Abstract

ABSTRACT In the absence of sustained federal leadership to address climate change, many US states and cities have implemented their own climate policies. In 2018, the State of Hawai‘i set a goal of sequestering more greenhouse gases (GHGs) annually than emitted no later than 2045. This study builds a Computable General Equilibrium (CGE) model to understand how a state-level carbon tax in Hawai‘i could contribute to meeting this objective and how it would change household welfare for five different income groups.
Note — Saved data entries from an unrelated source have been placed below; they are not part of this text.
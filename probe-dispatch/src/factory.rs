//! Handler factories, one kind per event category
//!
//! A factory is built once when an analysis session registers a category and
//! produces one handler per occurrence the host discovers. Constructors only accept
//! the callbacks the category's shape defines: a loop factory has no post callback
//! parameter, a literal factory no pre callback parameter.

use crate::callback::{AnalysisModule, Binding, Callback, CallbackPair};
use crate::category::EventCategory;
use crate::handlers::{
    AwaitHandler, BinaryHandler, ConditionalHandler, ControlFlowRootHandler, DeclareHandler,
    EvalHandler, EventHandler, ExpressionHandler, ForObjectHandler, FunctionHandler,
    GetFieldHandler, HandlerBase, InvokeHandler, LiteralHandler, PutFieldHandler, ReadHandler,
    StatementHandler, UnaryHandler, WriteHandler,
};
use crate::site::{CallSite, LiteralType};
use crate::types::Result;
use std::sync::Arc;

fn bind(
    category: EventCategory,
    analysis: Arc<dyn AnalysisModule>,
    callbacks: CallbackPair,
) -> Arc<Binding> {
    log::debug!(
        "Registering {} factory for analysis {} (pre: {:?}, post: {:?})",
        category,
        analysis.name(),
        callbacks.pre().map(Callback::name),
        callbacks.post().map(Callback::name),
    );
    Binding::new(analysis, callbacks)
}

fn base<'s>(category: EventCategory, site: &'s CallSite, binding: &Arc<Binding>) -> HandlerBase<'s> {
    log::trace!("Creating {} handler for source {}", category, site.source_id());
    HandlerBase::new(category, site, Arc::clone(binding))
}

/// Factory for categories with both a pre and a post callback
macro_rules! pre_post_factory {
    ($(#[$doc:meta])* $factory:ident, $handler:ident, $category:expr) => {
        $(#[$doc])*
        #[derive(Debug, Clone)]
        pub struct $factory {
            binding: Arc<Binding>,
        }

        impl $factory {
            pub fn new(
                analysis: Arc<dyn AnalysisModule>,
                pre: Option<Callback>,
                post: Option<Callback>,
            ) -> Self {
                Self {
                    binding: bind($category, analysis, CallbackPair::new(pre, post)),
                }
            }

            pub fn create<'s>(&self, site: &'s CallSite) -> Result<$handler<'s>> {
                $handler::bind(base($category, site, &self.binding))
            }
        }
    };
}

/// Factory for categories with only a post callback
macro_rules! post_only_factory {
    ($(#[$doc:meta])* $factory:ident, $handler:ident, $category:expr) => {
        $(#[$doc])*
        #[derive(Debug, Clone)]
        pub struct $factory {
            binding: Arc<Binding>,
        }

        impl $factory {
            pub fn new(analysis: Arc<dyn AnalysisModule>, post: Option<Callback>) -> Self {
                Self {
                    binding: bind($category, analysis, CallbackPair::post_only(post)),
                }
            }

            pub fn create<'s>(&self, site: &'s CallSite) -> Result<$handler<'s>> {
                $handler::bind(base($category, site, &self.binding))
            }
        }
    };
}

pre_post_factory!(ExpressionFactory, ExpressionHandler, EventCategory::Expression);
pre_post_factory!(StatementFactory, StatementHandler, EventCategory::Statement);
pre_post_factory!(UnaryFactory, UnaryHandler, EventCategory::Unary);
pre_post_factory!(BinaryFactory, BinaryHandler, EventCategory::Binary);
pre_post_factory!(GetFieldFactory, GetFieldHandler, EventCategory::GetField);
pre_post_factory!(PutFieldFactory, PutFieldHandler, EventCategory::PutField);
pre_post_factory!(InvokeFactory, InvokeHandler, EventCategory::Invoke);
pre_post_factory!(EvalFactory, EvalHandler, EventCategory::Eval);
pre_post_factory!(AwaitFactory, AwaitHandler, EventCategory::Await);
pre_post_factory!(
    ControlFlowRootFactory,
    ControlFlowRootHandler,
    EventCategory::ControlFlowRoot
);
pre_post_factory!(FunctionFactory, FunctionHandler, EventCategory::Function);
pre_post_factory!(DeclareFactory, DeclareHandler, EventCategory::Declare);

post_only_factory!(ConditionalFactory, ConditionalHandler, EventCategory::Conditional);
post_only_factory!(ReadFactory, ReadHandler, EventCategory::Read);
post_only_factory!(WriteFactory, WriteHandler, EventCategory::Write);

/// Factory for `for-in` / `for-of` loops; pre callback only
#[derive(Debug, Clone)]
pub struct ForObjectFactory {
    binding: Arc<Binding>,
}

impl ForObjectFactory {
    pub fn new(analysis: Arc<dyn AnalysisModule>, pre: Option<Callback>) -> Self {
        Self {
            binding: bind(EventCategory::ForObject, analysis, CallbackPair::pre_only(pre)),
        }
    }

    pub fn create<'s>(&self, site: &'s CallSite) -> Result<ForObjectHandler<'s>> {
        ForObjectHandler::bind(base(EventCategory::ForObject, site, &self.binding))
    }
}

/// Factory for literals; post callback only, with an optional literal type filter
#[derive(Debug, Clone)]
pub struct LiteralFactory {
    binding: Arc<Binding>,
    type_filter: Option<Arc<[LiteralType]>>,
}

impl LiteralFactory {
    pub fn new(analysis: Arc<dyn AnalysisModule>, post: Option<Callback>) -> Self {
        Self {
            binding: bind(EventCategory::Literal, analysis, CallbackPair::post_only(post)),
            type_filter: None,
        }
    }

    /// Builder method: only literals of these types fire
    pub fn with_type_filter(mut self, types: impl IntoIterator<Item = LiteralType>) -> Self {
        self.type_filter = Some(types.into_iter().collect());
        self
    }

    pub fn create<'s>(&self, site: &'s CallSite) -> Result<LiteralHandler<'s>> {
        LiteralHandler::bind(
            base(EventCategory::Literal, site, &self.binding),
            self.type_filter.as_deref(),
        )
    }
}

/// A factory of any category
#[derive(Debug, Clone)]
pub enum Factory {
    Expression(ExpressionFactory),
    Statement(StatementFactory),
    ForObject(ForObjectFactory),
    Literal(LiteralFactory),
    Unary(UnaryFactory),
    Binary(BinaryFactory),
    Conditional(ConditionalFactory),
    Read(ReadFactory),
    Write(WriteFactory),
    GetField(GetFieldFactory),
    PutField(PutFieldFactory),
    Invoke(InvokeFactory),
    Eval(EvalFactory),
    Await(AwaitFactory),
    ControlFlowRoot(ControlFlowRootFactory),
    Function(FunctionFactory),
    Declare(DeclareFactory),
}

impl Factory {
    pub fn category(&self) -> EventCategory {
        match self {
            Factory::Expression(_) => EventCategory::Expression,
            Factory::Statement(_) => EventCategory::Statement,
            Factory::ForObject(_) => EventCategory::ForObject,
            Factory::Literal(_) => EventCategory::Literal,
            Factory::Unary(_) => EventCategory::Unary,
            Factory::Binary(_) => EventCategory::Binary,
            Factory::Conditional(_) => EventCategory::Conditional,
            Factory::Read(_) => EventCategory::Read,
            Factory::Write(_) => EventCategory::Write,
            Factory::GetField(_) => EventCategory::GetField,
            Factory::PutField(_) => EventCategory::PutField,
            Factory::Invoke(_) => EventCategory::Invoke,
            Factory::Eval(_) => EventCategory::Eval,
            Factory::Await(_) => EventCategory::Await,
            Factory::ControlFlowRoot(_) => EventCategory::ControlFlowRoot,
            Factory::Function(_) => EventCategory::Function,
            Factory::Declare(_) => EventCategory::Declare,
        }
    }

    /// Produce the handler for one occurrence
    pub fn create<'s>(&self, site: &'s CallSite) -> Result<EventHandler<'s>> {
        Ok(match self {
            Factory::Expression(f) => EventHandler::Expression(f.create(site)?),
            Factory::Statement(f) => EventHandler::Statement(f.create(site)?),
            Factory::ForObject(f) => EventHandler::ForObject(f.create(site)?),
            Factory::Literal(f) => EventHandler::Literal(f.create(site)?),
            Factory::Unary(f) => EventHandler::Unary(f.create(site)?),
            Factory::Binary(f) => EventHandler::Binary(f.create(site)?),
            Factory::Conditional(f) => EventHandler::Conditional(f.create(site)?),
            Factory::Read(f) => EventHandler::Read(f.create(site)?),
            Factory::Write(f) => EventHandler::Write(f.create(site)?),
            Factory::GetField(f) => EventHandler::GetField(f.create(site)?),
            Factory::PutField(f) => EventHandler::PutField(f.create(site)?),
            Factory::Invoke(f) => EventHandler::Invoke(f.create(site)?),
            Factory::Eval(f) => EventHandler::Eval(f.create(site)?),
            Factory::Await(f) => EventHandler::Await(f.create(site)?),
            Factory::ControlFlowRoot(f) => EventHandler::ControlFlowRoot(f.create(site)?),
            Factory::Function(f) => EventHandler::Function(f.create(site)?),
            Factory::Declare(f) => EventHandler::Declare(f.create(site)?),
        })
    }
}

macro_rules! impl_from_factory {
    ($($variant:ident($factory:ident)),* $(,)?) => {
        $(
            impl From<$factory> for Factory {
                fn from(factory: $factory) -> Self {
                    Factory::$variant(factory)
                }
            }
        )*
    };
}

impl_from_factory!(
    Expression(ExpressionFactory),
    Statement(StatementFactory),
    ForObject(ForObjectFactory),
    Literal(LiteralFactory),
    Unary(UnaryFactory),
    Binary(BinaryFactory),
    Conditional(ConditionalFactory),
    Read(ReadFactory),
    Write(WriteFactory),
    GetField(GetFieldFactory),
    PutField(PutFieldFactory),
    Invoke(InvokeFactory),
    Eval(EvalFactory),
    Await(AwaitFactory),
    ControlFlowRoot(ControlFlowRootFactory),
    Function(FunctionFactory),
    Declare(DeclareFactory),
);

#[cfg(test)]
mod tests {
    use super::*;
    use crate::site::{FrameId, LoopKind, SiteDetail};
    use crate::types::{AnalysisValue, DispatchError, NativeValue, SourceId};
    use std::any::Any;
    use std::sync::Mutex;

    #[derive(Default)]
    struct Recorder {
        calls: Mutex<Vec<(String, Vec<AnalysisValue>)>>,
    }

    impl AnalysisModule for Recorder {
        fn name(&self) -> &str {
            "recorder"
        }

        fn as_any(&self) -> &dyn Any {
            self
        }
    }

    fn hook(name: &'static str) -> Option<Callback> {
        Some(Callback::new(name, move |receiver, args| {
            let recorder = receiver
                .as_any()
                .downcast_ref::<Recorder>()
                .expect("recorder receiver");
            recorder
                .calls
                .lock()
                .unwrap()
                .push((name.to_string(), args.to_vec()));
            Ok(())
        }))
    }

    #[test]
    fn test_factory_category() {
        let analysis: Arc<dyn AnalysisModule> = Arc::new(Recorder::default());
        let factory: Factory = ForObjectFactory::new(analysis, hook("forObject")).into();
        assert_eq!(factory.category(), EventCategory::ForObject);
    }

    #[test]
    fn test_create_rejects_malformed_site() {
        let analysis: Arc<dyn AnalysisModule> = Arc::new(Recorder::default());
        let factory = Factory::from(BinaryFactory::new(analysis, hook("binaryPre"), None));
        let site = CallSite::new(SourceId(4)).with_detail(SiteDetail::Loop {
            loop_kind: LoopKind::For,
        });
        assert!(matches!(
            factory.create(&site),
            Err(DispatchError::MalformedSite { expected: "operator", .. })
        ));
    }

    #[test]
    fn test_one_factory_many_handlers() {
        let recorder = Arc::new(Recorder::default());
        let analysis: Arc<dyn AnalysisModule> = recorder.clone();
        let factory = ReadFactory::new(analysis, hook("read"));
        let sites: Vec<CallSite> = ["a", "b"]
            .iter()
            .enumerate()
            .map(|(i, name)| {
                CallSite::new(SourceId(i as u32)).with_detail(SiteDetail::Variable {
                    name: name.to_string(),
                    is_global: false,
                })
            })
            .collect();

        for site in &sites {
            let handler = factory.create(site).unwrap();
            handler
                .after(&FrameId(1), &NativeValue::Null, &[])
                .unwrap();
        }

        let calls = recorder.calls.lock().unwrap();
        assert_eq!(calls.len(), 2);
        assert_eq!(calls[0].1[1], AnalysisValue::from("a"));
        assert_eq!(calls[1].1[1], AnalysisValue::from("b"));
    }

    #[test]
    fn test_literal_filter_resolved_at_creation() {
        let recorder = Arc::new(Recorder::default());
        let analysis: Arc<dyn AnalysisModule> = recorder.clone();
        let factory = LiteralFactory::new(analysis, hook("literal"))
            .with_type_filter([LiteralType::ObjectLiteral]);

        let object = CallSite::new(SourceId(1)).with_detail(SiteDetail::Literal {
            literal_type: LiteralType::ObjectLiteral,
        });
        let number = CallSite::new(SourceId(2)).with_detail(SiteDetail::Literal {
            literal_type: LiteralType::NumericLiteral,
        });

        let object_handler = EventHandler::Literal(factory.create(&object).unwrap());
        let number_handler = EventHandler::Literal(factory.create(&number).unwrap());
        assert!(!object_handler.is_inert());
        assert!(number_handler.is_inert());

        number_handler
            .after(&FrameId(0), &NativeValue::Integer(1), &[])
            .unwrap();
        object_handler
            .after(&FrameId(0), &NativeValue::Null, &[])
            .unwrap();

        let calls = recorder.calls.lock().unwrap();
        assert_eq!(calls.len(), 1);
        assert_eq!(
            calls[0].1,
            vec![
                AnalysisValue::Number(1.0),
                AnalysisValue::from("ObjectLiteral"),
                AnalysisValue::Null
            ]
        );
    }
}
Against a baseline of existing federal and state GHG-related policies, we find that if Hawai‘i were to adopt a carbon tax at the level of the 2021 federally-specified social cost of carbon, Hawai‘i’s cumulative emissions would decline by an additional 10% from 2025 to 2045. Changes in group welfare depend heavily on whether carbon tax revenues are paid to households as equal-share dividends or used for increased state spending. If revenues are returned to households, the tax is progressive and benefits the average household in all five income groups. This is primarily because visitors pay the carbon tax while on a Hawai‘i vacation; their contributions amount to approximately one-third of collected revenues. Our findings are relevant to tourism-intensive regions, economies with demand-inelastic GHG-intensive export sectors, and island economies. Key policy insights A carbon tax for Hawai‘i set at the federal social cost of carbon – starting at $56/MtCO2e in 2025 and increasing to $79/MtCO2e in 2045 ($2020) – would reduce cumulative GHG emissions by 10% relative to the baseline from 2025 to 2045. When carbon tax revenues are paid as equal-share dividends to Hawai‘i households, the incidence of the carbon tax policy is progressive across income groups (by quintile). Carbon pricing with equal-share dividend payments results in net welfare gains for all household income groups, in part due to the large visitor contribution to carbon tax revenues. These findings are relevant to tourism-intensive regions, economies with demand-inelastic GHG-intensive export sectors, and island economies. State government carbon pricing programmes that recycle revenues towards households have the potential to mitigate GHGs and deliver broad benefits to households, which could speed regional and national climate action.